The outcome of all this is that 6 months later, I'm feeling about 99% better. I have all my old energy but not yet the endurance. I even seem to be able to handle gluten better than I used to, which after all is where this adventure started. This is important: if I had not taken my symptoms seriously from the start, I would not have received treatment in time. If I had not taken the gluten fatigue seriously, I woudn't have been diagnosed with CLL until years later when my lymph nodes started swelling. If I hadn't cut out gluten and resumed an active lifestyle, I wouldn't have noticed the anemia when it started. And if I hadn't started treatment right away, I might not be alive now to talk about it. I know a lot of people who are in the habit of working on through their fatigue, discomfort, and pain. If I had been one of those people, I wouldn't be in remission now.
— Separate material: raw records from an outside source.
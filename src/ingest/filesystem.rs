//! File system walk to derived file records

use serde_json::json;
use std::collections::HashMap;
use std::io::Cursor;
use tracing::{debug, trace, warn};
use uuid::Uuid;

use super::{BlobStore, ImageDb, IngestOptions, NewDerivedFile};
use crate::error::EngineError;
use crate::fs::FsInfo;
use crate::walker::classify::{default_attribute, is_dir, is_dot_dir, is_file};
use crate::walker::{FileVisit, FilterVerdict, WalkHooks, WalkOutcome};

/// Walk hooks that persist every visited entry and store regular file content
pub struct FsIngestor<'a> {
    db: &'a dyn ImageDb,
    blobs: &'a dyn BlobStore,
    options: IngestOptions,
    run_id: String,
    /// Directory meta address to file id, for the file system being walked
    directory_ids: HashMap<u64, u64>,
    fs_offset: u64,
    created: usize,
    stored: usize,
    skipped: usize,
}

impl<'a> FsIngestor<'a> {
    pub fn new(db: &'a dyn ImageDb, blobs: &'a dyn BlobStore, options: IngestOptions) -> Self {
        Self {
            db,
            blobs,
            options,
            run_id: Uuid::new_v4().to_string(),
            directory_ids: HashMap::new(),
            fs_offset: 0,
            created: 0,
            stored: 0,
            skipped: 0,
        }
    }

    /// Records created so far
    pub fn created(&self) -> usize {
        self.created
    }

    /// Content blobs stored so far
    pub fn stored(&self) -> usize {
        self.stored
    }

    /// Entries the database rejected
    pub fn skipped(&self) -> usize {
        self.skipped
    }

    fn new_record(&self, visit: &FileVisit<'_>) -> NewDerivedFile {
        let entry = visit.entry;
        let info = visit.fs_info();
        NewDerivedFile {
            name: entry.name.clone(),
            parent_id: self
                .directory_ids
                .get(&visit.parent_addr)
                .copied()
                .unwrap_or(self.options.container_file_id),
            is_directory: is_dir(entry),
            size: entry.size,
            full_path: self.options.full_path(&visit.full_path()),
            ctime: entry.times.ctime,
            crtime: entry.times.crtime,
            atime: entry.times.atime,
            mtime: entry.times.mtime,
            details: json!({
                "source": "filesystem",
                "fs_type": info.fs_type,
                "fs_offset": info.offset,
                "meta_addr": entry.meta_addr,
                "allocated": entry.allocated,
                "run_id": self.run_id,
            })
            .to_string(),
        }
    }
}

impl WalkHooks for FsIngestor<'_> {
    fn filter_file_system(&mut self, fs: &FsInfo) -> FilterVerdict {
        // Meta addresses are only unique within one file system
        self.directory_ids.clear();
        self.fs_offset = fs.offset;
        debug!(fs_type = fs.fs_type.name(), offset = fs.offset, "Ingesting file system");
        FilterVerdict::Continue
    }

    fn process_file(&mut self, visit: &FileVisit<'_>) -> WalkOutcome {
        let entry = visit.entry;
        if is_dot_dir(entry) {
            return WalkOutcome::Ok;
        }

        let record = self.new_record(visit);
        let file_id = match self.db.add_derived_file(&record) {
            Ok(id) => id,
            Err(e) => {
                warn!(path = %record.full_path, error = %e, "Failed to create derived file, skipping");
                self.skipped += 1;
                return WalkOutcome::Ok;
            }
        };
        self.created += 1;

        if is_dir(entry) {
            self.directory_ids.insert(entry.meta_addr, file_id);
            return WalkOutcome::Ok;
        }

        if !(entry.allocated && is_file(entry) && entry.size > 0) {
            return WalkOutcome::Ok;
        }
        let Some(attr) = default_attribute(visit.fs_info(), entry) else {
            return WalkOutcome::Ok;
        };

        let content = match visit.fs.read_attribute(entry, attr) {
            Ok(content) => content,
            Err(e) => return WalkOutcome::Error(e),
        };
        match self.blobs.store(file_id, &mut Cursor::new(content)) {
            Ok(blob) => {
                self.stored += 1;
                trace!(file_id, size = blob.size, fs_offset = self.fs_offset, "File content stored");
                WalkOutcome::Ok
            }
            Err(e @ EngineError::Storage { .. }) => WalkOutcome::Error(e),
            Err(e) => WalkOutcome::Error(EngineError::Storage {
                file_id,
                reason: e.to_string(),
            }),
        }
    }
}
I want to say that I'm very grateful for my support network, especially Jessie, but also family and friends who checked in with us and made sure we were both doing OK, and fellow patients who shared their valuable experiences online. I'm grateful that I have a job that I can do from home, that the chemo mostly didn't interfere with my ability to work, and that my coworkers cut me lots of slack when it did. I'm grateful for the scientific research -- and for all the people who volunteered for medical studies! -- such that the doctors were able to precisely determine what treatment would work for me with minimal side effects, and for the confident competence of the local cancer center. I'm grateful to ObamaCare for helping me choose an insurance policy that fit my needs, without allowing them to exclude my "pre-existing conditions." I'm grateful that the insurance then covered most of the cost, and that we were able to afford the insurance and to pay for what it didn't cover. All in all I'm a very lucky man, and I wouldn't trade places with anyone! Thank you to those who were part of this adventure.

Comments

[comment by Brett Hendel on 6/4/2018, copied from our old site]
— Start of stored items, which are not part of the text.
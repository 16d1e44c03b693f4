//! Domain events and the deterministic command execution helper.

pub mod event;
pub mod handler;

pub use event::Event;
pub use handler::execute;
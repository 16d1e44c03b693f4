//! Aggregate trait for command/event driven domain models.

/// Aggregate execution semantics (pure, deterministic).
///
/// - **Decision logic**: `handle(&self, cmd)` validates and returns events.
/// - **State mutation**: `apply(&mut self, event)` evolves state.
///
/// Splitting the two means a rejected command can never leave partial state
/// behind: nothing is mutated until `handle` has accepted it.
pub trait Aggregate {
    type Command: Clone + core::fmt::Debug;
    type Event: Clone + core::fmt::Debug;
    type Error: core::fmt::Debug;

    /// Number of events applied so far.
    fn version(&self) -> u64;

    /// Evolve in-memory state from a single event.
    ///
    /// Implementations should bump `version()` by one per applied event.
    fn apply(&mut self, event: &Self::Event);

    /// Decide which events to emit given the current state and a command.
    ///
    /// This must not mutate state. State evolution is done through `apply`.
    fn handle(&self, command: &Self::Command) -> Result<Vec<Self::Event>, Self::Error>;
}
//! Parsing of shell input lines.

use filevault_storage::{StorageSize, Tier};

use crate::dispatcher::DispatchError;

/// A parsed shell command with typed arguments.
#[derive(Debug, Clone, PartialEq, Eq)]
pub enum ShellCommand {
    Add { email: String, tier: Tier },
    Upload { email: String, file: String, size: StorageSize },
    Share { owner: String, receiver: String, file: String },
    MinSpace,
    ListFiles { email: String },
    ListAll,
    Update { owner: String, updater: String, file: String },
    LastUpdate { email: String, file: String },
    Exit,
}

impl ShellCommand {
    /// Parse one input line. Returns `Ok(None)` for a blank line.
    ///
    /// Command names are case-insensitive; arguments past the expected count
    /// are ignored, except for `EXIT`, which must stand alone.
    pub fn parse(line: &str) -> Result<Option<Self>, DispatchError> {
        let mut words = line.split_whitespace();
        let Some(name) = words.next() else {
            return Ok(None);
        };
        let name = name.to_uppercase();
        let mut args = Args { name: &name, words };

        let command = match name.as_str() {
            "ADD" => {
                let email = args.next("email")?;
                let tier = args.next("tier")?.parse::<Tier>()?;
                ShellCommand::Add { email, tier }
            }
            "UPLOAD" => {
                let email = args.next("email")?;
                let file = args.next("fileName")?;
                let raw = args.next("fileSize")?;
                let size = raw
                    .parse::<StorageSize>()
                    .map_err(|_| DispatchError::InvalidSize(raw))?;
                ShellCommand::Upload { email, file, size }
            }
            "SHARE" => ShellCommand::Share {
                owner: args.next("ownerEmail")?,
                receiver: args.next("receiverEmail")?,
                file: args.next("fileName")?,
            },
            "MINSPACE" => ShellCommand::MinSpace,
            "LISTFILES" => ShellCommand::ListFiles {
                email: args.next("email")?,
            },
            "LISTALL" => ShellCommand::ListAll,
            "UPDATE" => ShellCommand::Update {
                owner: args.next("ownerEmail")?,
                updater: args.next("updaterEmail")?,
                file: args.next("fileName")?,
            },
            "LASTUPDATE" => ShellCommand::LastUpdate {
                email: args.next("email")?,
                file: args.next("fileName")?,
            },
            "EXIT" if args.words.next().is_none() => ShellCommand::Exit,
            _ => return Err(DispatchError::UnknownCommand(name.clone())),
        };

        Ok(Some(command))
    }
}

struct Args<'n, I> {
    name: &'n str,
    words: I,
}

impl<'n, 'w, I: Iterator<Item = &'w str>> Args<'n, I> {
    fn next(&mut self, argument: &'static str) -> Result<String, DispatchError> {
        self.words
            .next()
            .map(str::to_string)
            .ok_or_else(|| DispatchError::MissingArgument {
                command: self.name.to_string(),
                argument,
            })
    }
}
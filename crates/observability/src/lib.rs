//! Tracing/logging setup shared by the binaries.

/// Tracing configuration (filters, layers).
pub mod tracing;

pub use crate::tracing::LogFormat;

/// Initialize process-wide logging.
///
/// This is safe to call multiple times; subsequent calls become no-ops.
pub fn init(format: LogFormat, default_filter: &str) {
    crate::tracing::init(format, default_filter);
}
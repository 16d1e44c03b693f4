//! Read-eval-print loop over any line source.

use std::io::{self, BufRead, Write};

use filevault_storage::SharedLedger;

use crate::config::ShellConfig;
use crate::dispatcher::dispatch_line;
use crate::messages;

pub struct Shell {
    ledger: SharedLedger,
    config: ShellConfig,
}

impl Shell {
    /// A shell over a fresh, empty ledger.
    pub fn new(config: ShellConfig) -> Self {
        Self::with_ledger(SharedLedger::default(), config)
    }

    pub fn with_ledger(ledger: SharedLedger, config: ShellConfig) -> Self {
        Self { ledger, config }
    }

    pub fn ledger(&self) -> &SharedLedger {
        &self.ledger
    }

    /// Process lines until `EXIT` or end of input. Every reply is followed by
    /// a blank line.
    pub fn run<R: BufRead, W: Write>(&self, input: R, mut output: W) -> io::Result<()> {
        tracing::info!(prompt = self.config.show_prompt, "shell started");
        let mut lines = input.lines();
        let mut handled = 0usize;

        loop {
            if self.config.show_prompt {
                writeln!(output, "{}", messages::MAIN_PROMPT)?;
                output.flush()?;
            }

            let Some(line) = lines.next() else {
                break;
            };
            let line = line?;

            let Some(reply) = self.ledger.with(|ledger| dispatch_line(ledger, &line)) else {
                continue;
            };
            handled += 1;

            writeln!(output, "{}", reply.text())?;
            writeln!(output)?;
            output.flush()?;

            if reply.is_exit() {
                break;
            }
        }

        tracing::info!(commands = handled, "shell stopped");
        Ok(())
    }
}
Very well-written Ben. Thanks a lot for sharing. We’ve messaged about this a bit, but our time courses with diagnosis of CLL have overlapped somewhat. I was diagnosed in 2013, at age 38. This June is my 5 year mark. I too have the hemolytic anemias, and when I had my most recent one in December we had to plan for more treatment. The original plan had been chemo similar to what you received, but in the work-up they found a new mutation that rendered the chemo less effective. So I started the ibrutinib in February (for me, the side effects have been fairly minimal - so don’t stress about it too much if you ever need it). The bummer is that at the moment the next line treatment would be bone marrow/stem cell transplant or possibly CAR-T therapy, which doesn’t have great efficacy yet for CLL. And the ibrutinib has a median response time of 2-3 years. So we wait here, hoping for more new developments. And thanks for opening up about the insurance aspect of things. As you point out, the costs are staggering. I am glad you have the insurance.

I wish you the very best in all the next stages. And may you have a very long and uneventful remission!